Although Kay’s character is given very less screen time in both the ‘Godfather’ films, it is only through her eyes we see the transformation in Michael’s character which makes her a big part of who he was. We are not given many clues about Michael’s past life. The ending scene of ‘The Godfather Part II’ tells us that Michael fought against his family’s objection to his joining the army. He stood out from his family as a rebel, opposing his brother’s views regarding politics and patriotism. Being the youngest son in the family, Michael was the most pampered and looked after kid among the others which gave him the freedom to make his own choices in his life and question the path that his family chose as their way of life. Michael was Vito Corleone’s most beloved son. Vito wanted Michael to be everything he could never be which is what makes Michael’s character and the film a tragedy of sorts. The underlying irony that seeps through the movie is that it is the same young, little boy taken care by his father to be brought up at a distance far beyond his reach of the family’s business, who turns out to be the most ruthless, immoral don of the family.

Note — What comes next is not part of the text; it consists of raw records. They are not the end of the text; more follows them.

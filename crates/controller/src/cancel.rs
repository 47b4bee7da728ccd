//! Cooperative cancellation of an in-flight operation.

use tokio::sync::watch;

/// Cancellation signal that can be cloned and awaited.
///
/// Unlike a broadcast, a signal obtained after cancellation still observes it.
#[derive(Clone, Debug)]
pub struct CancelSignal {
    receiver: watch::Receiver<bool>,
}

impl CancelSignal {
    pub fn is_cancelled(&self) -> bool {
        *self.receiver.borrow()
    }

    /// Wait until cancellation is requested. Never resolves if the
    /// coordinator is dropped without cancelling.
    pub async fn cancelled(&self) {
        let mut receiver = self.receiver.clone();
        if receiver.wait_for(|cancelled| *cancelled).await.is_err() {
            std::future::pending::<()>().await;
        }
    }
}

/// Owner side of a [`CancelSignal`].
#[derive(Debug)]
pub struct CancelCoordinator {
    sender: watch::Sender<bool>,
}

impl CancelCoordinator {
    pub fn new() -> Self {
        let (sender, _) = watch::channel(false);
        Self { sender }
    }

    pub fn signal(&self) -> CancelSignal {
        CancelSignal {
            receiver: self.sender.subscribe(),
        }
    }

    /// Request cancellation. Idempotent.
    pub fn cancel(&self) {
        self.sender.send_replace(true);
    }
}

impl Default for CancelCoordinator {
    fn default() -> Self {
        Self::new()
    }
}

#[cfg(test)]
mod tests {
    use super::*;
    use std::time::Duration;

    #[tokio::test]
    async fn test_signal_after_cancel_is_observed() {
        let coordinator = CancelCoordinator::new();
        coordinator.cancel();
        let signal = coordinator.signal();
        assert!(signal.is_cancelled());
        signal.cancelled().await;
    }

    #[tokio::test]
    async fn test_cancel_wakes_waiter() {
        let coordinator = CancelCoordinator::new();
        let signal = coordinator.signal();
        let waiter = tokio::spawn(async move { signal.cancelled().await });

        tokio::time::sleep(Duration::from_millis(10)).await;
        coordinator.cancel();
        tokio::time::timeout(Duration::from_secs(1), waiter).await.unwrap().unwrap();
    }

    #[tokio::test(start_paused = true)]
    async fn test_dropped_coordinator_never_cancels() {
        let coordinator = CancelCoordinator::new();
        let signal = coordinator.signal();
        drop(coordinator);
        assert!(tokio::time::timeout(Duration::from_secs(5), signal.cancelled()).await.is_err());
    }
}
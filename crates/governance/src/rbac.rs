//! Token verification connectors for external identity providers.

use std::collections::{BTreeSet, HashMap};

use async_trait::async_trait;

use bastion_core::{
    traits::{TokenVerifier, VerifiedIdentity},
    Error, Result,
};

/// Verifier backed by a fixed token table (for tests and single-tenant setups).
#[derive(Debug, Clone, Default)]
pub struct StaticTokenVerifier {
    tokens: HashMap<String, VerifiedIdentity>,
}

impl StaticTokenVerifier {
    pub fn new() -> Self {
        Self::default()
    }

    /// Register a token for `principal` with the given capabilities.
    pub fn with_token<I, S>(mut self, token: impl Into<String>, principal: impl Into<String>, capabilities: I) -> Self
    where
        I: IntoIterator<Item = S>,
        S: Into<String>,
    {
        self.tokens.insert(
            token.into(),
            VerifiedIdentity {
                principal: principal.into(),
                capabilities: capabilities.into_iter().map(Into::into).collect::<BTreeSet<_>>(),
            },
        );
        self
    }
}

#[async_trait]
impl TokenVerifier for StaticTokenVerifier {
    async fn verify(&self, token: &str) -> Result<VerifiedIdentity> {
        self.tokens
            .get(token)
            .cloned()
            .ok_or_else(|| Error::authorization("credential not recognised"))
    }
}
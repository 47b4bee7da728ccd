//! Governance layer for Bastion.
//!
//! This crate provides:
//! - Rule-driven validation of payloads and results
//! - Capability and rate-limit access control
//! - Token verification connectors
//! - Append-only audit logging with a resilient fallback
//! - Windowed operation metrics and Prometheus export
//! - Escalation channels
//! - Tracing setup

pub mod audit;
pub mod escalation;
pub mod guard;
pub mod metrics;
pub mod rbac;
pub mod system;
pub mod tracing_layer;
pub mod validation;

pub use audit::{chain_hash, FallbackChannel, InMemoryAuditStore, JsonlAuditStore, ResilientAuditSink, GENESIS_HASH};
pub use escalation::{BroadcastEscalationChannel, LogEscalationChannel};
pub use guard::{CapabilityGuard, RateLimitPolicy};
pub use metrics::{setup_metrics_recorder, track_operation, WindowedMetricsRecorder};
pub use rbac::StaticTokenVerifier;
pub use system::capture_snapshot;
pub use tracing_layer::configure_tracing;
pub use validation::{CustomCheck, RuleValidator};
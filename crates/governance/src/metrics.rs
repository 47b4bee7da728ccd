//! Operation metrics: sliding windows with thresholds, exported to Prometheus.

use std::collections::VecDeque;
use std::time::Duration;

use dashmap::DashMap;
use metrics_exporter_prometheus::{PrometheusBuilder, PrometheusHandle};
use tokio::time::Instant;

use bastion_core::{
    config::MetricsConfig,
    traits::MetricsRecorder,
    types::{MetricOutcome, MetricSample, MetricSnapshot, ThresholdBreach},
    Error, Result,
};

/// Initialize Prometheus recorder and return the handle.
pub fn setup_metrics_recorder() -> Result<PrometheusHandle> {
    let handle = PrometheusBuilder::new()
        .install_recorder()
        .map_err(|e| Error::configuration(format!("Failed to install Prometheus recorder: {}", e)))?;

    tracing::info!("Prometheus metrics recorder initialized");
    Ok(handle)
}

/// Forward one sample to the global `metrics` recorder.
pub fn track_operation(sample: &MetricSample) {
    metrics::counter!(
        "bastion_operations_total",
        "operation_type" => sample.operation_type.clone(),
        "outcome" => sample.outcome.as_str()
    )
    .increment(1);

    metrics::histogram!(
        "bastion_operation_duration_ms",
        "operation_type" => sample.operation_type.clone()
    )
    .record(sample.duration_ms as f64);
}

#[derive(Default)]
struct TypeWindow {
    samples: VecDeque<(Instant, u64, MetricOutcome)>,
    breached: bool,
}

impl TypeWindow {
    fn prune(&mut self, window: Duration) {
        while let Some((at, _, _)) = self.samples.front() {
            if at.elapsed() < window {
                break;
            }
            self.samples.pop_front();
        }
    }

    fn snapshot(&self) -> MetricSnapshot {
        let samples = self.samples.len();
        if samples == 0 {
            return MetricSnapshot::default();
        }
        let total: u64 = self.samples.iter().map(|(_, d, _)| *d).sum();
        MetricSnapshot {
            samples,
            failures: self
                .samples
                .iter()
                .filter(|(_, _, o)| *o == MetricOutcome::Failure)
                .count(),
            avg_duration_ms: total as f64 / samples as f64,
            max_duration_ms: self.samples.iter().map(|(_, d, _)| *d).max().unwrap_or(0),
        }
    }
}

/// Sliding-window [`MetricsRecorder`] keyed by operation type.
///
/// Thresholds are evaluated only once a window holds `min_samples`. A breach
/// is reported when a type enters the breached state and not again until it
/// has recovered.
pub struct WindowedMetricsRecorder {
    config: MetricsConfig,
    windows: DashMap<String, TypeWindow>,
}

impl WindowedMetricsRecorder {
    pub fn new(config: MetricsConfig) -> Self {
        Self {
            config,
            windows: DashMap::new(),
        }
    }

    fn window(&self) -> Duration {
        Duration::from_secs(self.config.window_secs)
    }

    fn exceeded(&self, snapshot: &MetricSnapshot) -> Vec<String> {
        let mut exceeded = Vec::new();
        if snapshot.samples < self.config.min_samples {
            return exceeded;
        }
        if let Some(max) = self.config.max_avg_duration_ms {
            if snapshot.avg_duration_ms > max as f64 {
                exceeded.push("avg_duration_ms".to_string());
            }
        }
        if let Some(max) = self.config.max_failure_rate {
            if snapshot.failure_rate() > max {
                exceeded.push("failure_rate".to_string());
            }
        }
        exceeded
    }
}

impl Default for WindowedMetricsRecorder {
    fn default() -> Self {
        Self::new(MetricsConfig::default())
    }
}

impl MetricsRecorder for WindowedMetricsRecorder {
    fn record(&self, sample: &MetricSample) -> Option<ThresholdBreach> {
        track_operation(sample);

        let window = self.window();
        let mut entry = self.windows.entry(sample.operation_type.clone()).or_default();
        entry.samples.push_back((Instant::now(), sample.duration_ms, sample.outcome));
        entry.prune(window);

        let snapshot = entry.snapshot();
        let exceeded = self.exceeded(&snapshot);
        let now_breached = !exceeded.is_empty();
        let entered = now_breached && !entry.breached;
        entry.breached = now_breached;

        if !entered {
            return None;
        }
        tracing::warn!(
            operation_type = %sample.operation_type,
            exceeded = ?exceeded,
            avg_duration_ms = snapshot.avg_duration_ms,
            failure_rate = snapshot.failure_rate(),
            "Metrics threshold breached"
        );
        Some(ThresholdBreach {
            operation_type: sample.operation_type.clone(),
            snapshot,
            exceeded,
        })
    }

    fn exceeds_threshold(&self, operation_type: &str) -> bool {
        !self.exceeded(&self.snapshot(operation_type)).is_empty()
    }

    fn snapshot(&self, operation_type: &str) -> MetricSnapshot {
        let window = self.window();
        match self.windows.get_mut(operation_type) {
            Some(mut entry) => {
                entry.prune(window);
                entry.snapshot()
            }
            None => MetricSnapshot::default(),
        }
    }
}

#[cfg(test)]
mod tests {
    use super::*;

    fn recorder(min_samples: usize) -> WindowedMetricsRecorder {
        WindowedMetricsRecorder::new(MetricsConfig {
            window_secs: 60,
            min_samples,
            max_avg_duration_ms: Some(100),
            max_failure_rate: Some(0.5),
            prometheus: false,
        })
    }

    fn sample(duration_ms: u64, outcome: MetricOutcome) -> MetricSample {
        MetricSample::new("report.build", duration_ms, outcome)
    }

    #[test]
    fn test_snapshot_aggregates() {
        let r = recorder(1);
        r.record(&sample(10, MetricOutcome::Success));
        r.record(&sample(30, MetricOutcome::Failure));

        let snap = r.snapshot("report.build");
        assert_eq!(snap.samples, 2);
        assert_eq!(snap.failures, 1);
        assert_eq!(snap.avg_duration_ms, 20.0);
        assert_eq!(snap.max_duration_ms, 30);
        assert_eq!(r.snapshot("unknown"), MetricSnapshot::default());
    }

    #[test]
    fn test_breach_is_edge_triggered() {
        let r = recorder(2);
        assert!(r.record(&sample(500, MetricOutcome::Success)).is_none(), "below min_samples");

        let breach = r.record(&sample(500, MetricOutcome::Success)).expect("breach on entering");
        assert_eq!(breach.exceeded, vec!["avg_duration_ms".to_string()]);
        assert!(r.exceeds_threshold("report.build"));

        assert!(r.record(&sample(500, MetricOutcome::Success)).is_none(), "still breached");
    }

    #[test]
    fn test_recovery_rearms_breach() {
        let r = recorder(1);
        assert!(r.record(&sample(10, MetricOutcome::Failure)).is_some());
        // A rate of exactly 0.5 is not above the threshold.
        assert!(r.record(&sample(10, MetricOutcome::Success)).is_none());
        assert!(r.record(&sample(10, MetricOutcome::Success)).is_none());
        assert!(!r.exceeds_threshold("report.build"));

        assert!(r.record(&sample(10, MetricOutcome::Failure)).is_none());
        assert!(r.record(&sample(10, MetricOutcome::Failure)).is_some());
    }

    #[tokio::test(start_paused = true)]
    async fn test_window_expiry() {
        let r = recorder(1);
        r.record(&sample(10, MetricOutcome::Success));
        tokio::time::advance(Duration::from_secs(61)).await;
        assert_eq!(r.snapshot("report.build").samples, 0);
    }
}
//! Snapshot-backed checkpoints.

use std::sync::Arc;

use async_trait::async_trait;
use chrono::Utc;
use dashmap::{mapref::entry::Entry, DashMap};
use tokio::sync::{Mutex, OwnedMutexGuard};

use bastion_core::{
    traits::{CheckpointStore, TransactionalStore},
    types::{Checkpoint, CheckpointId},
    Error, Result,
};

struct LiveCheckpoint<I> {
    operation_id: String,
    image: I,
    /// Store lease, released once the checkpoint is consumed.
    _lease: OwnedMutexGuard<()>,
}

/// Operation slot reserved while `create` runs; freed unless kept.
struct Reservation<'a> {
    slots: &'a DashMap<String, CheckpointId>,
    operation_id: &'a str,
    kept: bool,
}

impl Drop for Reservation<'_> {
    fn drop(&mut self) {
        if !self.kept {
            self.slots.remove(self.operation_id);
        }
    }
}

/// Checkpoint store over any [`TransactionalStore`].
///
/// Holds at most one live checkpoint per operation ID. A checkpoint is
/// consumed by either `restore` or `discard`; a second call for the same ID
/// fails.
///
/// A live checkpoint leases the whole store: `create` waits until the
/// previous checkpoint is consumed, so mutating operations on one store run
/// one at a time and a restore never discards another operation's
/// committed writes.
pub struct SnapshotCheckpointStore<T: TransactionalStore> {
    store: Arc<T>,
    lease: Arc<Mutex<()>>,
    live: DashMap<CheckpointId, LiveCheckpoint<T::Image>>,
    by_operation: DashMap<String, CheckpointId>,
}

impl<T: TransactionalStore> SnapshotCheckpointStore<T> {
    pub fn new(store: Arc<T>) -> Self {
        Self {
            store,
            lease: Arc::new(Mutex::new(())),
            live: DashMap::new(),
            by_operation: DashMap::new(),
        }
    }

    /// The underlying store.
    pub fn store(&self) -> &Arc<T> {
        &self.store
    }

    /// Checkpoint currently held by an operation, if any.
    pub fn checkpoint_for(&self, operation_id: &str) -> Option<CheckpointId> {
        self.by_operation.get(operation_id).map(|r| r.value().clone())
    }

    fn take(&self, id: &CheckpointId) -> Option<LiveCheckpoint<T::Image>> {
        let (_, live) = self.live.remove(id)?;
        self.by_operation.remove(&live.operation_id);
        Some(live)
    }
}

#[async_trait]
impl<T> CheckpointStore for SnapshotCheckpointStore<T>
where
    T: TransactionalStore + 'static,
{
    async fn create(&self, operation_id: &str) -> Result<Checkpoint> {
        let id = CheckpointId::new();

        // Reserve the operation slot before waiting, without holding the
        // shard lock across the await.
        match self.by_operation.entry(operation_id.to_string()) {
            Entry::Occupied(existing) => {
                return Err(Error::checkpoint(format!(
                    "operation {} already holds checkpoint {}",
                    operation_id,
                    existing.get()
                )));
            }
            Entry::Vacant(slot) => {
                slot.insert(id.clone());
            }
        }
        let mut reservation = Reservation {
            slots: &self.by_operation,
            operation_id,
            kept: false,
        };

        let lease = match self.lease.clone().try_lock_owned() {
            Ok(lease) => lease,
            Err(_) => {
                tracing::debug!(operation_id = operation_id, "Waiting for the live checkpoint to be consumed");
                self.lease.clone().lock_owned().await
            }
        };

        let image = self
            .store
            .begin()
            .await
            .map_err(|e| Error::checkpoint(format!("failed to capture snapshot: {}", e)))?;

        let checkpoint = Checkpoint {
            id: id.clone(),
            operation_id: operation_id.to_string(),
            created_at: Utc::now(),
            snapshot_ref: self.store.describe(&image),
        };

        self.live.insert(
            id,
            LiveCheckpoint {
                operation_id: operation_id.to_string(),
                image,
                _lease: lease,
            },
        );
        reservation.kept = true;

        tracing::debug!(
            operation_id = operation_id,
            checkpoint_id = %checkpoint.id,
            snapshot = %checkpoint.snapshot_ref,
            "Checkpoint created"
        );

        Ok(checkpoint)
    }

    async fn restore(&self, id: &CheckpointId) -> Result<()> {
        let live = self.take(id).ok_or_else(|| {
            Error::integrity(format!("checkpoint {} is unknown or already consumed", id))
        })?;

        self.store
            .rollback(live.image)
            .await
            .map_err(|e| Error::integrity(format!("rollback of checkpoint {} failed: {}", id, e)))?;

        tracing::info!(
            operation_id = %live.operation_id,
            checkpoint_id = %id,
            "Checkpoint restored"
        );
        Ok(())
    }

    async fn discard(&self, id: &CheckpointId) -> Result<()> {
        let live = self.take(id).ok_or_else(|| {
            Error::checkpoint(format!("checkpoint {} is unknown or already consumed", id))
        })?;

        self.store.commit(live.image).await?;
        tracing::debug!(operation_id = %live.operation_id, checkpoint_id = %id, "Checkpoint discarded");
        Ok(())
    }

    async fn live(&self) -> usize {
        self.live.len()
    }
}
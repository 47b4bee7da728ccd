use chrono::{DateTime, Utc};
use serde::{Deserialize, Serialize};
use uuid::Uuid;

/// Identifier of a checkpoint.
#[derive(Debug, Clone, PartialEq, Eq, Hash, PartialOrd, Ord, Serialize, Deserialize)]
pub struct CheckpointId(pub String);

impl CheckpointId {
    pub fn new() -> Self {
        Self(Uuid::new_v4().to_string())
    }

    pub fn as_str(&self) -> &str {
        &self.0
    }
}

impl Default for CheckpointId {
    fn default() -> Self {
        Self::new()
    }
}

impl std::fmt::Display for CheckpointId {
    fn fmt(&self, f: &mut std::fmt::Formatter<'_>) -> std::fmt::Result {
        f.write_str(&self.0)
    }
}

/// A restorable snapshot taken before a mutating operation.
#[derive(Debug, Clone, Serialize, Deserialize)]
pub struct Checkpoint {
    pub id: CheckpointId,
    /// Operation the checkpoint belongs to.
    pub operation_id: String,
    pub created_at: DateTime<Utc>,
    /// Backend-specific reference to the snapshot (version number, path).
    pub snapshot_ref: String,
}
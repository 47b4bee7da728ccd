//! Core types, traits, and error definitions for Bastion.
//!
//! This crate provides the building blocks shared by every layer of the
//! protected operation envelope: the error taxonomy and its classification,
//! the data model, collaborator traits, configuration and the operation
//! catalog.

pub mod catalog;
pub mod classify;
pub mod config;
pub mod error;
pub mod mocks;
pub mod traits;
pub mod types;

pub use catalog::{OperationCatalog, OperationProfile};
pub use classify::{Classification, ClassificationPolicy};
pub use config::BastionConfig;
pub use error::{Error, ErrorKind, FieldErrors, Result};
pub use traits::*;
pub use types::*;
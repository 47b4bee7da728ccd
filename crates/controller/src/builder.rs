//! Builder for OperationExecutor.

use std::sync::Arc;
use std::time::Duration;

use bastion_core::{
    traits::{
        AccessGuard, AuditSink, CheckpointStore, EscalationChannel, MetricsRecorder, RateLimitStore, TokenVerifier,
        Validator,
    },
    BastionConfig, OperationCatalog,
};
use bastion_governance::{
    CapabilityGuard, InMemoryAuditStore, LogEscalationChannel, RateLimitPolicy, ResilientAuditSink, RuleValidator,
    WindowedMetricsRecorder,
};
use bastion_store::{FixedWindowRateLimiter, IdempotencyStore, SnapshotCheckpointStore, VersionedStore};

use crate::executor::{OperationExecutor, Shared};
use crate::failure_window::FailureWindow;

/// Builder for constructing an OperationExecutor.
///
/// Every collaborator is optional; missing ones fall back to the in-process
/// implementations (in-memory audit, fixed-window limiter, snapshot
/// checkpoints over a fresh `VersionedStore`, log escalation).
pub struct ExecutorBuilder {
    config: BastionConfig,
    catalog: OperationCatalog,
    validator: Option<Arc<dyn Validator>>,
    guard: Option<Arc<dyn AccessGuard>>,
    rate_limiter: Option<Arc<dyn RateLimitStore>>,
    verifier: Option<Arc<dyn TokenVerifier>>,
    checkpoints: Option<Arc<dyn CheckpointStore>>,
    audit: Option<Arc<dyn AuditSink>>,
    metrics: Option<Arc<dyn MetricsRecorder>>,
    escalation: Option<Arc<dyn EscalationChannel>>,
    idempotency_ttl: Option<Duration>,
}

impl ExecutorBuilder {
    /// Create a new builder with default configuration.
    pub fn new() -> Self {
        Self {
            config: BastionConfig::default(),
            catalog: OperationCatalog::new(),
            validator: None,
            guard: None,
            rate_limiter: None,
            verifier: None,
            checkpoints: None,
            audit: None,
            metrics: None,
            escalation: None,
            idempotency_ttl: None,
        }
    }

    /// Set the configuration.
    pub fn with_config(mut self, config: BastionConfig) -> Self {
        self.config = config;
        self
    }

    /// Set the operation catalog.
    pub fn with_catalog(mut self, catalog: OperationCatalog) -> Self {
        self.catalog = catalog;
        self
    }

    pub fn with_validator(mut self, validator: Arc<dyn Validator>) -> Self {
        self.validator = Some(validator);
        self
    }

    /// Replace the access guard entirely. Rate limiter and verifier settings
    /// only apply to the default guard.
    pub fn with_guard(mut self, guard: Arc<dyn AccessGuard>) -> Self {
        self.guard = Some(guard);
        self
    }

    pub fn with_rate_limiter(mut self, limiter: Arc<dyn RateLimitStore>) -> Self {
        self.rate_limiter = Some(limiter);
        self
    }

    pub fn with_verifier(mut self, verifier: Arc<dyn TokenVerifier>) -> Self {
        self.verifier = Some(verifier);
        self
    }

    pub fn with_checkpoints(mut self, checkpoints: Arc<dyn CheckpointStore>) -> Self {
        self.checkpoints = Some(checkpoints);
        self
    }

    /// Checkpoint `state` through snapshots.
    pub fn with_state(mut self, state: Arc<VersionedStore>) -> Self {
        self.checkpoints = Some(Arc::new(SnapshotCheckpointStore::new(state)));
        self
    }

    pub fn with_audit(mut self, audit: Arc<dyn AuditSink>) -> Self {
        self.audit = Some(audit);
        self
    }

    pub fn with_metrics(mut self, metrics: Arc<dyn MetricsRecorder>) -> Self {
        self.metrics = Some(metrics);
        self
    }

    pub fn with_escalation(mut self, escalation: Arc<dyn EscalationChannel>) -> Self {
        self.escalation = Some(escalation);
        self
    }

    /// Forget committed idempotency results after `ttl`.
    pub fn with_idempotency_ttl(mut self, ttl: Duration) -> Self {
        self.idempotency_ttl = Some(ttl);
        self
    }

    /// Build the executor.
    pub fn build(self) -> OperationExecutor {
        let config = self.config;

        let audit = self
            .audit
            .unwrap_or_else(|| Arc::new(ResilientAuditSink::new(Arc::new(InMemoryAuditStore::new()))));

        let guard = match self.guard {
            Some(guard) => guard,
            None => {
                let limiter = self
                    .rate_limiter
                    .unwrap_or_else(|| Arc::new(FixedWindowRateLimiter::new()));
                let mut guard = CapabilityGuard::new(limiter, audit.clone())
                    .with_policy(RateLimitPolicy::from_config(&config.rate_limit))
                    .with_classification(config.classification.clone());
                if let Some(verifier) = self.verifier {
                    guard = guard.with_verifier(verifier);
                }
                Arc::new(guard)
            }
        };

        let checkpoints = self
            .checkpoints
            .unwrap_or_else(|| Arc::new(SnapshotCheckpointStore::new(Arc::new(VersionedStore::new()))));

        let mut idempotency = IdempotencyStore::new();
        if let Some(ttl) = self.idempotency_ttl {
            idempotency = idempotency.with_ttl(ttl);
        }

        tracing::debug!(
            operation_types = self.catalog.len(),
            require_registered_types = config.executor.require_registered_types,
            "Operation executor built"
        );

        OperationExecutor::from_shared(Shared {
            failures: FailureWindow::new(Duration::from_secs(config.escalation.failure_window_secs)),
            validator: self.validator.unwrap_or_else(|| Arc::new(RuleValidator::new())),
            guard,
            checkpoints,
            audit,
            metrics: self
                .metrics
                .unwrap_or_else(|| Arc::new(WindowedMetricsRecorder::new(config.metrics.clone()))),
            escalation: self.escalation.unwrap_or_else(|| Arc::new(LogEscalationChannel)),
            classification: config.classification.clone(),
            idempotency,
            catalog: self.catalog,
            executor: config.executor,
            escalation_config: config.escalation,
        })
    }
}

impl Default for ExecutorBuilder {
    fn default() -> Self {
        Self::new()
    }
}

Michael made the unimaginable sacrifice for his family from being their hero into the monster he always feared would become one day. It was a sacrifice that cost him his life, the people he loved and cared about the most. Michael never expressed his true self ever since he became the head of the family business. Like his father, he took the utmost care to not involve his loved ones get mixed up in the family business. Michael’s defeat begins with him giving up his moral values and ends when he waits for his mother to die so that he can kill his brother who betrayed him. He doesn’t let people know what he is thinking. Not even to those who were close to him. In one of cinema’s most powerful yet heartbreaking scenes, he hugs his brother while signaling to his bodyguard that he should later be killed. In the end, Michael realizes that he emerged victorious in a war that has defeated him in every way. The people whom he fought for, were all gone and he was left behind, deserted. Deserted in a cold winter of memories and a lifetime of contemplation on his actions and choices.
Apart from the incredible amount of depth given to the character, what makes it more compelling is Al Pacino’s unforgettable portrayal of Michael. It is impossible to imagine any other actor portray Michael with such subtlety and intensity that Pacino managed to bring to the character. Every second on-screen, he is electrifying. It is a performance for the ages. One that never gets old. The one thing that blew me away about this performance is the manner in which Pacino uses his eyes to convey the most complex and delicate emotions. There is absolutely nothing that is showy about the performance which, at the hands of another actor, could have easily gone over-the-top but back in the 70s, Pacino was a true master.
Michael Corleone is one of the darkest, most complex and tragic characters ever written in cinema history. 45 years later, that final image of him sitting all alone by the lake at the family compound still haunts us. And will continue to for many years to come.